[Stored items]
= Beginning of Section =
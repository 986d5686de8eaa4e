//! Governor registry: membership, collateral accounting, liveness and
//! reward distribution.
//!
//! Governors live in a dense append-only address list plus an address-keyed
//! map, so removal is a swap with the last entry and an index fixup. A
//! record exists in the map iff its collateral is nonzero; full removal
//! drops the record, which is indistinguishable from never having enrolled.

use std::collections::BTreeMap;

use agora_core::address::Address;
use agora_core::chain::BlockHeight;
use agora_core::token::Amount;
use borsh::{BorshDeserialize, BorshSerialize};
use serde::{Deserialize, Serialize};

use crate::errors::{Error, Result};

/// A staked governor record.
#[derive(
    Debug,
    Default,
    Clone,
    PartialEq,
    Eq,
    BorshSerialize,
    BorshDeserialize,
    Serialize,
    Deserialize,
)]
pub struct Governor {
    /// Height of first successful enrollment; zero means "not a governor".
    pub enrolled_height: BlockHeight,
    /// Height of the last successful liveness ping.
    pub last_ping_height: BlockHeight,
    /// Staked collateral in base units.
    pub collateral: Amount,
    /// Height of the last reward paid to this governor; zero if never.
    pub last_reward_height: BlockHeight,
    /// Position in the dense governor list.
    pub list_index: u64,
}

/// Fixed registry scheduling parameters.
#[derive(
    Debug,
    Clone,
    PartialEq,
    Eq,
    BorshSerialize,
    BorshDeserialize,
    Serialize,
    Deserialize,
)]
pub struct RegistryConfig {
    /// Governor count below which proposal voting is disabled.
    pub minimum_governors: u64,
    /// Blocks within which a governor must have pinged to stay eligible.
    pub ping_interval: u64,
    /// Minimum blocks between two rewards to the same governor.
    pub reward_interval: u64,
    /// Blocks since enrollment before a governor becomes eligible.
    pub maturity_blocks: u64,
    /// Blocks since the last ping after which a governor is removable.
    pub inactivity_blocks: u64,
    /// Cap on a single attached reward payment.
    pub max_reward: Amount,
}

impl Default for RegistryConfig {
    fn default() -> Self {
        Self {
            minimum_governors: 100,
            ping_interval: 28_800,
            reward_interval: 2_000,
            maturity_blocks: 15,
            inactivity_blocks: 28_800,
            max_reward: Amount::native_whole(1),
        }
    }
}

/// The governor registry.
#[derive(
    Debug, Clone, BorshSerialize, BorshDeserialize, Serialize, Deserialize,
)]
pub struct GovernorRegistry {
    config: RegistryConfig,
    required_collateral: Amount,
    balance: Amount,
    governors: BTreeMap<Address, Governor>,
    list: Vec<Address>,
    last_global_reward_height: BlockHeight,
}

impl GovernorRegistry {
    /// A registry with no governors.
    pub fn new(config: RegistryConfig, required_collateral: Amount) -> Self {
        Self {
            config,
            required_collateral,
            balance: Amount::zero(),
            governors: BTreeMap::new(),
            list: Vec::new(),
            last_global_reward_height: BlockHeight::zero(),
        }
    }

    /// The registry scheduling parameters.
    pub fn config(&self) -> &RegistryConfig {
        &self.config
    }

    /// Collateral currently required of every governor.
    pub fn required_collateral(&self) -> Amount {
        self.required_collateral
    }

    /// Replace the required collateral. Called when a collateral proposal
    /// passes; existing governors must top up or shed the difference via
    /// `enroll`/`unenroll(false)` before they count as valid again.
    pub fn set_required_collateral(&mut self, amount: Amount) {
        tracing::info!(
            old = %self.required_collateral,
            new = %amount,
            "Required collateral changed"
        );
        self.required_collateral = amount;
    }

    /// Total collateral held by the registry.
    pub fn balance(&self) -> Amount {
        self.balance
    }

    /// Number of enrolled governors.
    pub fn governor_count(&self) -> u64 {
        self.list.len() as u64
    }

    /// Look up a governor record.
    pub fn governor(&self, address: &Address) -> Option<&Governor> {
        self.governors.get(address)
    }

    /// The dense governor address list, in list order.
    pub fn governor_list(&self) -> &[Address] {
        &self.list
    }

    /// Whether `address` is enrolled at all.
    pub fn is_enrolled(&self, address: &Address) -> bool {
        self.governors.contains_key(address)
    }

    /// Whether `address` is eligible to vote and win rewards at `height`:
    /// enrolled with exactly the required collateral, mature, and pinged
    /// within the ping interval.
    pub fn is_valid_governor(
        &self,
        address: &Address,
        height: BlockHeight,
    ) -> bool {
        let Some(governor) = self.governors.get(address) else {
            return false;
        };
        if governor.collateral != self.required_collateral {
            return false;
        }
        let Some(age) = height.blocks_since(governor.enrolled_height) else {
            return false;
        };
        if age < self.config.maturity_blocks {
            return false;
        }
        let Some(ping_age) = height.blocks_since(governor.last_ping_height)
        else {
            return false;
        };
        ping_age <= self.config.ping_interval
    }

    /// Enroll the caller as a governor, or top an existing governor's
    /// collateral up to a changed requirement. The attached amount must land
    /// exactly on the required collateral. Returns `true` for a fresh
    /// enrollment.
    pub fn enroll(
        &mut self,
        caller: Address,
        attached: Amount,
        height: BlockHeight,
    ) -> Result<bool> {
        if attached.is_zero() && !self.is_enrolled(&caller) {
            return Err(Error::CollateralRequired);
        }
        match self.governors.get_mut(&caller) {
            Some(governor) => {
                let total = governor
                    .collateral
                    .checked_add(attached)
                    .ok_or(Error::Overflow)?;
                if total != self.required_collateral {
                    return Err(Error::CollateralMismatch);
                }
                governor.collateral = total;
                self.balance = self
                    .balance
                    .checked_add(attached)
                    .ok_or(Error::Overflow)?;
                tracing::debug!(
                    governor = %caller,
                    collateral = %total,
                    "Governor topped up collateral"
                );
                Ok(false)
            }
            None => {
                if attached != self.required_collateral {
                    return Err(Error::CollateralMismatch);
                }
                let governor = Governor {
                    enrolled_height: height,
                    last_ping_height: height,
                    collateral: attached,
                    last_reward_height: BlockHeight::zero(),
                    list_index: self.list.len() as u64,
                };
                self.governors.insert(caller, governor);
                self.list.push(caller);
                self.balance = self
                    .balance
                    .checked_add(attached)
                    .ok_or(Error::Overflow)?;
                tracing::info!(governor = %caller, %height, "Governor enrolled");
                Ok(true)
            }
        }
    }

    /// Refund collateral to the caller. With `full`, the entire stake is
    /// refunded and the governor is removed; otherwise only the excess above
    /// the current requirement is refunded and the governor stays enrolled.
    /// Returns the refunded amount.
    pub fn unenroll(&mut self, caller: Address, full: bool) -> Result<Amount> {
        if !self.is_enrolled(&caller) {
            return Err(Error::NotGovernor);
        }
        let refund = if full {
            let governor = self.swap_remove(&caller);
            tracing::info!(governor = %caller, "Governor unenrolled");
            governor.collateral
        } else {
            let required = self.required_collateral;
            let governor = self
                .governors
                .get_mut(&caller)
                .expect("Enrollment was just checked");
            let excess = governor
                .collateral
                .checked_sub(required)
                .unwrap_or_default();
            governor.collateral = governor
                .collateral
                .checked_sub(excess)
                .expect("Excess never exceeds the stake");
            excess
        };
        self.balance =
            self.balance.checked_sub(refund).ok_or(Error::Overflow)?;
        Ok(refund)
    }

    /// Record a liveness ping. Any enrolled governor may ping; neither
    /// maturity nor an exact stake is required, those only gate validity.
    pub fn ping(&mut self, caller: Address, height: BlockHeight) -> Result<()> {
        let governor = self
            .governors
            .get_mut(&caller)
            .ok_or(Error::NotValidGovernor)?;
        governor.last_ping_height = height;
        tracing::debug!(governor = %caller, %height, "Governor pinged");
        Ok(())
    }

    /// The governor that would win the next reward: among valid governors,
    /// the least recently rewarded, ties broken by list position.
    pub fn current_winner(&self, height: BlockHeight) -> Option<Address> {
        self.list
            .iter()
            .enumerate()
            .filter(|(_, address)| self.is_valid_governor(address, height))
            .min_by_key(|(index, address)| {
                let governor = &self.governors[*address];
                (governor.last_reward_height, *index)
            })
            .map(|(_, address)| *address)
    }

    /// Pay the attached amount to the current winner. At most one reward
    /// may be paid per block, and a governor may not win twice within the
    /// reward interval.
    pub fn reward_governor(
        &mut self,
        expected_winner: Option<Address>,
        attached: Amount,
        height: BlockHeight,
    ) -> Result<Address> {
        if attached > self.config.max_reward {
            return Err(Error::RewardTooHigh);
        }
        if !self.last_global_reward_height.is_zero()
            && self.last_global_reward_height == height
        {
            return Err(Error::AlreadyRewardedThisBlock);
        }
        let winner = self.current_winner(height).ok_or(Error::NoWinner)?;
        if let Some(expected) = expected_winner {
            if expected != winner {
                return Err(Error::NoWinner);
            }
        }
        let reward_interval = self.config.reward_interval;
        let governor = self
            .governors
            .get_mut(&winner)
            .expect("The winner is always an enrolled governor");
        if !governor.last_reward_height.is_zero() {
            let since = height
                .blocks_since(governor.last_reward_height)
                .ok_or(Error::Overflow)?;
            if since < reward_interval {
                return Err(Error::LastRewardTooRecent);
            }
        }
        governor.last_reward_height = height;
        self.last_global_reward_height = height;
        tracing::info!(
            governor = %winner,
            amount = %attached,
            %height,
            "Governor rewarded"
        );
        Ok(winner)
    }

    /// Remove the first listed governor that has not pinged within the
    /// inactivity window, refunding its stake. Callable by anyone; finding
    /// nothing to remove is not an error.
    pub fn remove_inactive_governor(
        &mut self,
        height: BlockHeight,
    ) -> Result<Option<(Address, Amount)>> {
        let inactive = self.list.iter().copied().find(|address| {
            let governor = &self.governors[address];
            height
                .blocks_since(governor.last_ping_height)
                .is_some_and(|age| age >= self.config.inactivity_blocks)
        });
        let Some(address) = inactive else {
            return Ok(None);
        };
        let governor = self.swap_remove(&address);
        self.balance = self
            .balance
            .checked_sub(governor.collateral)
            .ok_or(Error::Overflow)?;
        tracing::info!(
            governor = %address,
            %height,
            "Inactive governor removed"
        );
        Ok(Some((address, governor.collateral)))
    }

    /// Remove a governor in O(1): swap with the last list entry, fix the
    /// moved entry's index, truncate.
    fn swap_remove(&mut self, address: &Address) -> Governor {
        let governor = self
            .governors
            .remove(address)
            .expect("Caller checks enrollment before removal");
        let index = governor.list_index as usize;
        let last = self.list.len().saturating_sub(1);
        self.list.swap(index, last);
        self.list.pop();
        if let Some(moved) = self.list.get(index) {
            self.governors
                .get_mut(moved)
                .expect("Listed addresses are always enrolled")
                .list_index = index as u64;
        }
        governor
    }
}

#[cfg(any(test, feature = "testing"))]
/// Testing helpers for the registry
pub mod testing {
    use super::*;

    /// The scheduling profile used by the development chain.
    pub fn dev_config() -> RegistryConfig {
        RegistryConfig {
            minimum_governors: 3,
            ping_interval: 40,
            reward_interval: 100,
            maturity_blocks: 10,
            inactivity_blocks: 40,
            max_reward: Amount::native_whole(1),
        }
    }

    /// A registry on the dev profile with the default 10 coin collateral.
    pub fn dev_registry() -> GovernorRegistry {
        GovernorRegistry::new(dev_config(), Amount::native_whole(10))
    }
}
= End of Section =
> **EXERCISE**: Show, from the records above, every line that includes "dense".

> **WRITTEN ANSWER**:
//! Governors live in a dense append-only address list plus an address-keyed
    /// Position in the dense governor list.
    /// The dense governor address list, in list order.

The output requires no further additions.